Crewed interplanetary spacecraft concept

The Deep Space Transport (DST), also called Mars Transit Vehicle, is a crewed interplanetary spacecraft concept by NASA to support science exploration missions to Mars of up to 1,000 days. It would be composed of two elements: an Orion capsule and a propelled habitation module. As of late 2019, the DST is still a concept to be studied, and NASA has not officially proposed the project in an annual U.S. federal government budget cycle.
The DST vehicle would have departed and returned from the cancelled Lunar Gateway to be serviced and reused for a new Mars mission.

== Architecture overview ==

Both the Gateway and the DST would be fitted with the International Docking System Standard.
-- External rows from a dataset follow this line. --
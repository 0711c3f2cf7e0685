use log::info;

use crate::models::company::ConstituentRecord;
use crate::models::price::PricePoint;
use crate::errors::Result;
use crate::util::csv_utils;
use std::collections::HashMap;
use std::path::Path;

/// 读取ETL输出的CSV文件，按代码和行业建立索引
pub struct PriceDataProvider {
    companies: Vec<ConstituentRecord>,
    prices: Vec<PricePoint>,
    // 索引用于快速查找
    ticker_index: HashMap<String, usize>,
    sector_index: HashMap<String, Vec<usize>>,
    price_index: HashMap<String, Vec<usize>>,
}

impl PriceDataProvider {
    /// Load the companies file and, when present, the prices file
    pub fn load_from_files(companies_path: &Path, prices_path: &Path) -> Result<Self> {
        let companies = csv_utils::read_records(companies_path)?;
        let prices = if prices_path.exists() {
            csv_utils::read_records(prices_path)?
        } else {
            info!("{} not found, no price data loaded", prices_path.display());
            Vec::new()
        };

        Ok(Self::new_with_data(companies, prices))
    }

    pub fn new_with_data(companies: Vec<ConstituentRecord>, prices: Vec<PricePoint>) -> Self {
        let mut provider = Self {
            companies,
            prices,
            ticker_index: HashMap::new(),
            sector_index: HashMap::new(),
            price_index: HashMap::new(),
        };

        provider.rebuild_indices();

        provider
    }

    pub fn get_all_companies(&self) -> &[ConstituentRecord] {
        &self.companies
    }

    pub fn get_company_by_ticker(&self, ticker: &str) -> Option<&ConstituentRecord> {
        self.ticker_index.get(ticker).map(|&idx| &self.companies[idx])
    }

    pub fn get_companies_by_sector(&self, sector: &str) -> Vec<&ConstituentRecord> {
        self.sector_index.get(sector)
            .map(|indices| indices.iter().map(|&idx| &self.companies[idx]).collect())
            .unwrap_or_default()
    }

    /// Price rows for `ticker` in file order
    pub fn get_prices_by_ticker(&self, ticker: &str) -> Vec<&PricePoint> {
        self.price_index.get(ticker)
            .map(|indices| indices.iter().map(|&idx| &self.prices[idx]).collect())
            .unwrap_or_default()
    }

    pub fn get_all_prices(&self) -> &[PricePoint] {
        &self.prices
    }

    /// Latest date across all price rows
    pub fn get_latest_trading_date(&self) -> Option<&str> {
        // YYYY-MM-DD 字符串可直接比较
        self.prices.iter().map(|p| p.date.as_str()).max()
    }

    fn rebuild_indices(&mut self) {
        self.ticker_index.clear();
        self.sector_index.clear();
        self.price_index.clear();

        for (i, company) in self.companies.iter().enumerate() {
            self.ticker_index.entry(company.ticker.clone()).or_insert(i);

            self.sector_index
                .entry(company.sector.clone())
                .or_insert_with(Vec::new)
                .push(i);
        }

        for (i, price) in self.prices.iter().enumerate() {
            self.price_index
                .entry(price.ticker.clone())
                .or_insert_with(Vec::new)
                .push(i);
        }
    }
}

#[cfg(test)]
mod tests {
    use super::*;

    fn company(ticker: &str, sector: &str) -> ConstituentRecord {
        ConstituentRecord {
            ticker: ticker.into(),
            company: format!("{} Inc.", ticker),
            sector: sector.into(),
            subsector: "Other".into(),
        }
    }

    fn price(ticker: &str, date: &str, close: f64) -> PricePoint {
        PricePoint { date: date.into(), ticker: ticker.into(), close: Some(close) }
    }

    #[test]
    fn indexes_companies_and_prices() {
        let provider = PriceDataProvider::new_with_data(
            vec![company("AAA", "Tech"), company("BBB", "Energy"), company("CCC", "Tech")],
            vec![
                price("AAA", "2024-05-01", 1.0),
                price("BBB", "2024-05-03", 2.0),
                price("AAA", "2024-05-02", 1.5),
            ],
        );

        assert_eq!(provider.get_company_by_ticker("BBB").unwrap().sector, "Energy");
        assert!(provider.get_company_by_ticker("ZZZ").is_none());
        assert_eq!(provider.get_companies_by_sector("Tech").len(), 2);

        let aaa: Vec<&str> = provider.get_prices_by_ticker("AAA").iter().map(|p| p.date.as_str()).collect();
        assert_eq!(aaa, vec!["2024-05-01", "2024-05-02"]);
        assert_eq!(provider.get_latest_trading_date(), Some("2024-05-03"));
    }

    #[test]
    fn empty_provider_has_no_latest_date() {
        let provider = PriceDataProvider::new_with_data(Vec::new(), Vec::new());
        assert_eq!(provider.get_latest_trading_date(), None);
        assert!(provider.get_prices_by_ticker("AAA").is_empty());
    }
}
The DST spacecraft would comprise two elements: an Orion capsule and a habitation module that would be propelled by both electric propulsion and chemical propulsion, and carry a crew of four in a medium-sized habitat. The fully assembled spacecraft with the Orion capsule mated would have a mass of about 100 metric tons. NASA reports that the life support module is planned to be manufactured using molds and structures developed for the SLS fuel tank; it would be 8.4 m in diameter and 11.7 m in length.

The habitat portion of the DST spacecraft may also be equipped with a laboratory with research instrumentation for physical sciences, electron microscopy, chemical analyses, freezers, medical research, small live animal quarters, plant growth chambers, and 3D printing. External payloads might include cameras, telescopes, detectors, and a robotic arm.

Its initial target for exploration is Mars (flyby or orbit), and other suggested destinations are Venus (flyby or orbit), and a sample return from a large asteroid. If the DST spacecraft were to orbit Mars, it would enable opportunities for real-time remote operation of equipment on the Martian surface, such as a human-assisted Mars sample return.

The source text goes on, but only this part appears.